> _Problem requirements_
Copy the data exactly from the line that contains "use crate::federation::envelope::Collection;" through the line that contains "assert_eq!(stored.origin, ObjectOrigin::Cache);", keeping both end lines and leaving out everything else.

──────

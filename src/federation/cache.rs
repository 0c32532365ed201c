//! Remote collection cache
//!
//! Mirrors remote posts into the store. Every row is insert-if-absent, so
//! writing the same payload twice leaves exactly one record and is not an
//! error.

use std::sync::Arc;

use chrono::Utc;
use futures::future::BoxFuture;
use regex::Regex;

use super::envelope::Object;
use super::fetch::RemoteFetcher;
use super::resolver::ActorResolver;
use crate::data::{FederationStore, ObjectOrigin, ObjectRecord};
use crate::error::AppError;
use crate::metrics::CACHE_WRITES_TOTAL;

/// Result of writing one post.
#[derive(Debug, Clone, Copy, PartialEq, Eq)]
pub enum CacheWrite {
    Written,
    /// A row with this id was already stored
    Exists,
    /// Matched a denylist pattern; nothing stored
    Blacklisted,
}

impl CacheWrite {
    fn label(self) -> &'static str {
        match self {
            CacheWrite::Written => "written",
            CacheWrite::Exists => "exists",
            CacheWrite::Blacklisted => "blacklisted",
        }
    }
}

pub struct RemoteCache {
    store: Arc<dyn FederationStore>,
    fetcher: RemoteFetcher,
    resolver: Arc<ActorResolver>,
    blacklist: Vec<Regex>,
}

impl RemoteCache {
    pub fn new(
        store: Arc<dyn FederationStore>,
        fetcher: RemoteFetcher,
        resolver: Arc<ActorResolver>,
        patterns: &[String],
    ) -> Result<Self, AppError> {
        let blacklist = patterns
            .iter()
            .map(|pattern| {
                Regex::new(pattern)
                    .map_err(|e| AppError::Config(format!("blacklist pattern {pattern:?}: {e}")))
            })
            .collect::<Result<Vec<_>, _>>()?;

        Ok(Self {
            store,
            fetcher,
            resolver,
            blacklist,
        })
    }

    fn blacklist_match(&self, object: &Object) -> Option<&Regex> {
        self.blacklist
            .iter()
            .find(|pattern| pattern.is_match(&object.name) || pattern.is_match(&object.content))
    }

    /// Mirror a remote post, its attachments, preview and any replies it carries.
    pub async fn write_cache(&self, object: &Object) -> Result<CacheWrite, AppError> {
        self.write(object, ObjectOrigin::Cache).await
    }

    /// Store a post authored on this instance.
    pub(crate) async fn write_local(&self, object: &Object) -> Result<CacheWrite, AppError> {
        self.write(object, ObjectOrigin::Local).await
    }

    fn write<'a>(
        &'a self,
        object: &'a Object,
        origin: ObjectOrigin,
    ) -> BoxFuture<'a, Result<CacheWrite, AppError>> {
        Box::pin(async move {
            if let Some(pattern) = self.blacklist_match(object) {
                tracing::info!(id = %object.id, pattern = %pattern.as_str(), "Blacklisted post blocked");
                CACHE_WRITES_TOTAL
                    .with_label_values(&[CacheWrite::Blacklisted.label()])
                    .inc();
                return Ok(CacheWrite::Blacklisted);
            }

            if object.id.is_empty() {
                return Err(AppError::Validation("post without id".to_string()));
            }

            if let Some(preview) = object.preview.as_deref().filter(|p| !p.href.is_empty()) {
                self.store
                    .insert_if_absent(&record_from(preview, origin, "Preview"))
                    .await?;
            }
            for attachment in &object.attachment {
                if !attachment.id.is_empty() {
                    self.store
                        .insert_if_absent(&record_from(attachment, origin, "Attachment"))
                        .await?;
                }
            }

            let mut record = record_from(object, origin, "Note");
            record.attachment = object
                .attachment
                .first()
                .map(|a| a.id.clone())
                .unwrap_or_default();
            record.preview = object
                .preview
                .as_deref()
                .map(|p| p.id.clone())
                .unwrap_or_default();

            let outcome = if self.store.insert_if_absent(&record).await? {
                CacheWrite::Written
            } else {
                CacheWrite::Exists
            };
            CACHE_WRITES_TOTAL.with_label_values(&[outcome.label()]).inc();

            self.write_reply_edges(object, &record, outcome).await?;

            if let Some(replies) = object.replies.as_deref() {
                for reply in replies.members() {
                    self.write(reply, origin).await?;
                }
            }

            Ok(outcome)
        })
    }

    async fn write_reply_edges(
        &self,
        object: &Object,
        record: &ObjectRecord,
        outcome: CacheWrite,
    ) -> Result<(), AppError> {
        let Some(parent) = object.parent_id() else {
            self.store.insert_reply_edge(&object.id, "").await?;
            return Ok(());
        };

        if outcome == CacheWrite::Written && !self.store.is_thread_root(&object.id).await? {
            let parent_kind = self.store.get_object(parent).await?.map(|p| p.kind);
            if parent_kind.as_deref() == Some("Archive") {
                self.store.update_type(&object.id, "Archive").await?;
            }
        }

        self.store.insert_reply_edge(&object.id, parent).await?;

        let sage = object.has_option("sage") || object.has_option("nokosage");
        if outcome == CacheWrite::Written && !sage {
            self.store.set_updated(parent, record.published).await?;
        }

        Ok(())
    }

    /// Forget cached thread roots of an actor we no longer follow.
    pub async fn delete_cache(&self, actor_id: &str) -> Result<u64, AppError> {
        let removed = self.store.delete_cached_thread(actor_id).await?;
        tracing::info!(actor = %actor_id, removed, "Dropped cached threads");
        Ok(removed)
    }

    /// Mirror everything currently in a remote actor's outbox.
    pub async fn cache_actor_outbox(&self, actor_id: &str) -> Result<usize, AppError> {
        let actor = self.resolver.resolve(actor_id).await?;
        let outbox = if actor.outbox.is_empty() {
            format!("{}/outbox", actor.id)
        } else {
            actor.outbox.clone()
        };

        let collection = self.fetcher.get_collection(&outbox).await?;
        let mut written = 0;
        for post in collection.members() {
            if self.write_cache(post).await? == CacheWrite::Written {
                written += 1;
            }
        }

        tracing::info!(actor = %actor.id, written, "Mirrored remote outbox");
        Ok(written)
    }
}

fn record_from(object: &Object, origin: ObjectOrigin, default_kind: &str) -> ObjectRecord {
    let kind = if object.kind.is_empty() {
        default_kind
    } else {
        object.kind.as_str()
    };
    let published = object.published.unwrap_or_else(Utc::now);

    let mut record = ObjectRecord::new(object.id.clone(), kind, origin);
    record.name = html_escape::encode_text(&object.name).into_owned();
    record.content = html_escape::encode_text(&object.content).into_owned();
    record.attributed_to = html_escape::encode_text(&object.attributed_to).into_owned();
    record.actor = object.actor.clone();
    record.tripcode = object.tripcode.clone();
    record.href = object.href.clone();
    record.media_type = object.media_type.clone();
    record.size = object.size.unwrap_or_default();
    record.sensitive = object.sensitive;
    record.published = published;
    record.updated = object.updated.unwrap_or(published);
    record.deleted = object.deleted;
    record
}

/// Inverse of `record_from` for serving stored posts. Attachments and
/// previews are separate rows and are not filled in here.
pub(crate) fn object_from(record: &ObjectRecord) -> Object {
    Object {
        kind: record.kind.clone(),
        id: record.id.clone(),
        name: record.name.clone(),
        content: record.content.clone(),
        actor: record.actor.clone(),
        attributed_to: record.attributed_to.clone(),
        tripcode: record.tripcode.clone(),
        href: record.href.clone(),
        media_type: record.media_type.clone(),
        size: (record.size > 0).then_some(record.size),
        sensitive: record.sensitive,
        published: Some(record.published),
        updated: Some(record.updated),
        deleted: record.deleted,
        ..Default::default()
    }
}

#[cfg(test)]
mod tests {
    use super::*;
    use crate::data::Database;
    use crate::federation::envelope::Collection;
    use chrono::{Duration, TimeZone};
    use tempfile::TempDir;

    async fn cache(patterns: &[String]) -> (RemoteCache, Arc<Database>, TempDir) {
        let temp_dir = TempDir::new().unwrap();
        let db = Arc::new(
            Database::connect(&temp_dir.path().join("test.db"))
                .await
                .unwrap(),
        );
        let fetcher = RemoteFetcher::new(reqwest::Client::new());
        let resolver = Arc::new(ActorResolver::new(db.clone(), fetcher.clone(), "http"));
        let cache = RemoteCache::new(db.clone(), fetcher, resolver, patterns).unwrap();
        (cache, db, temp_dir)
    }

    fn note(id: &str) -> Object {
        Object {
            kind: "Note".to_string(),
            id: id.to_string(),
            actor: "https://a.example/b".to_string(),
            content: "hello".to_string(),
            published: Some(Utc.with_ymd_and_hms(2024, 1, 1, 0, 0, 0).unwrap()),
            ..Default::default()
        }
    }

    fn reply(id: &str, parent: &str) -> Object {
        Object {
            in_reply_to: vec![Object {
                id: parent.to_string(),
                ..Default::default()
            }],
            published: Some(Utc.with_ymd_and_hms(2024, 1, 2, 0, 0, 0).unwrap()),
            ..note(id)
        }
    }

    #[tokio::test]
    async fn writing_twice_stores_once() {
        let (cache, db, _temp_dir) = cache(&[]).await;
        let post = note("https://a.example/b/ROOT0001");

        assert_eq!(cache.write_cache(&post).await.unwrap(), CacheWrite::Written);
        assert_eq!(cache.write_cache(&post).await.unwrap(), CacheWrite::Exists);

        let stored = db.get_object(&post.id).await.unwrap().unwrap();
        assert_eq!(stored.origin, ObjectOrigin::Cache);
        assert!(db.is_thread_root(&post.id).await.unwrap());
    }

    #[tokio::test]
    async fn blacklisted_content_is_not_stored() {
        let (cache, db, _temp_dir) = cache(&["(?i)buy now".to_string()]).await;
        let mut post = note("https://a.example/b/SPAM0001");
        post.content = "BUY NOW cheap".to_string();

        assert_eq!(cache.write_cache(&post).await.unwrap(), CacheWrite::Blacklisted);
        assert!(!db.object_exists(&post.id).await.unwrap());
    }

    #[tokio::test]
    async fn text_is_escaped() {
        let (cache, db, _temp_dir) = cache(&[]).await;
        let mut post = note("https://a.example/b/HTML0001");
        post.content = "<script>alert(1)</script>".to_string();

        cache.write_cache(&post).await.unwrap();
        let stored = db.get_object(&post.id).await.unwrap().unwrap();
        assert_eq!(stored.content, "&lt;script&gt;alert(1)&lt;/script&gt;");
    }

    #[tokio::test]
    async fn reply_bumps_parent_unless_sage() {
        let (cache, db, _temp_dir) = cache(&[]).await;
        let root = note("https://a.example/b/ROOT0001");
        cache.write_cache(&root).await.unwrap();

        let bump = reply("https://a.example/b/REPLY001", &root.id);
        cache.write_cache(&bump).await.unwrap();
        let stored_root = db.get_object(&root.id).await.unwrap().unwrap();
        assert_eq!(Some(stored_root.updated), bump.published);
        assert!(db.exists_reply_edge(&bump.id, &root.id).await.unwrap());

        let mut sage = reply("https://a.example/b/REPLY002", &root.id);
        sage.published = bump.published.map(|t| t + Duration::days(1));
        sage.option = vec!["sage".to_string()];
        cache.write_cache(&sage).await.unwrap();
        let stored_root = db.get_object(&root.id).await.unwrap().unwrap();
        assert_eq!(Some(stored_root.updated), bump.published);
    }

    #[tokio::test]
    async fn reply_to_archived_thread_is_archived() {
        let (cache, db, _temp_dir) = cache(&[]).await;
        let root = note("https://a.example/b/ROOT0001");
        cache.write_cache(&root).await.unwrap();
        db.update_type(&root.id, "Archive").await.unwrap();

        let late = reply("https://a.example/b/LATE0001", &root.id);
        cache.write_cache(&late).await.unwrap();

        let stored = db.get_object(&late.id).await.unwrap().unwrap();
        assert_eq!(stored.kind, "Archive");
    }

    #[tokio::test]
    async fn attachments_preview_and_nested_replies() {
        let (cache, db, _temp_dir) = cache(&[]).await;
        let mut root = note("https://a.example/b/ROOT0001");
        root.attachment = vec![Object {
            kind: "Attachment".to_string(),
            id: "https://a.example/b/FILE0001".to_string(),
            href: "https://a.example/public/file.png".to_string(),
            media_type: "image/png".to_string(),
            size: Some(1024),
            ..Default::default()
        }];
        root.preview = Some(Box::new(Object {
            kind: "Preview".to_string(),
            id: "https://a.example/b/PREV0001".to_string(),
            href: "https://a.example/public/thumb.png".to_string(),
            ..Default::default()
        }));
        root.replies = Some(Box::new(Collection {
            ordered_items: vec![reply("https://a.example/b/REPLY001", &root.id)],
            ..Default::default()
        }));

        cache.write_cache(&root).await.unwrap();

        let stored = db.get_object(&root.id).await.unwrap().unwrap();
        assert_eq!(stored.attachment, "https://a.example/b/FILE0001");
        assert_eq!(stored.preview, "https://a.example/b/PREV0001");

        let file = db.get_object(&stored.attachment).await.unwrap().unwrap();
        assert_eq!(file.size, 1024);
        assert!(db.object_exists("https://a.example/b/PREV0001").await.unwrap());
        assert_eq!(
            db.replies_of(&root.id).await.unwrap(),
            vec!["https://a.example/b/REPLY001"]
        );
    }

    #[tokio::test]
    async fn delete_cache_drops_roots() {
        let (cache, db, _temp_dir) = cache(&[]).await;
        let root = note("https://a.example/b/ROOT0001");
        cache.write_cache(&root).await.unwrap();

        assert_eq!(cache.delete_cache("https://a.example/b").await.unwrap(), 1);
        assert!(!db.object_exists(&root.id).await.unwrap());
    }
}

──────

> _Task answer_
    use crate::federation::envelope::Collection;
    use chrono::{Duration, TimeZone};
    use tempfile::TempDir;

    async fn cache(patterns: &[String]) -> (RemoteCache, Arc<Database>, TempDir) {
        let temp_dir = TempDir::new().unwrap();
        let db = Arc::new(
            Database::connect(&temp_dir.path().join("test.db"))
                .await
                .unwrap(),
        );
        let fetcher = RemoteFetcher::new(reqwest::Client::new());
        let resolver = Arc::new(ActorResolver::new(db.clone(), fetcher.clone(), "http"));
        let cache = RemoteCache::new(db.clone(), fetcher, resolver, patterns).unwrap();
        (cache, db, temp_dir)
    }

    fn note(id: &str) -> Object {
        Object {
            kind: "Note".to_string(),
            id: id.to_string(),
            actor: "https://a.example/b".to_string(),
            content: "hello".to_string(),
            published: Some(Utc.with_ymd_and_hms(2024, 1, 1, 0, 0, 0).unwrap()),
            ..Default::default()
        }
    }

    fn reply(id: &str, parent: &str) -> Object {
        Object {
            in_reply_to: vec![Object {
                id: parent.to_string(),
                ..Default::default()
            }],
            published: Some(Utc.with_ymd_and_hms(2024, 1, 2, 0, 0, 0).unwrap()),
            ..note(id)
        }
    }

    #[tokio::test]
    async fn writing_twice_stores_once() {
        let (cache, db, _temp_dir) = cache(&[]).await;
        let post = note("https://a.example/b/ROOT0001");

        assert_eq!(cache.write_cache(&post).await.unwrap(), CacheWrite::Written);
        assert_eq!(cache.write_cache(&post).await.unwrap(), CacheWrite::Exists);

        let stored = db.get_object(&post.id).await.unwrap().unwrap();
        assert_eq!(stored.origin, ObjectOrigin::Cache);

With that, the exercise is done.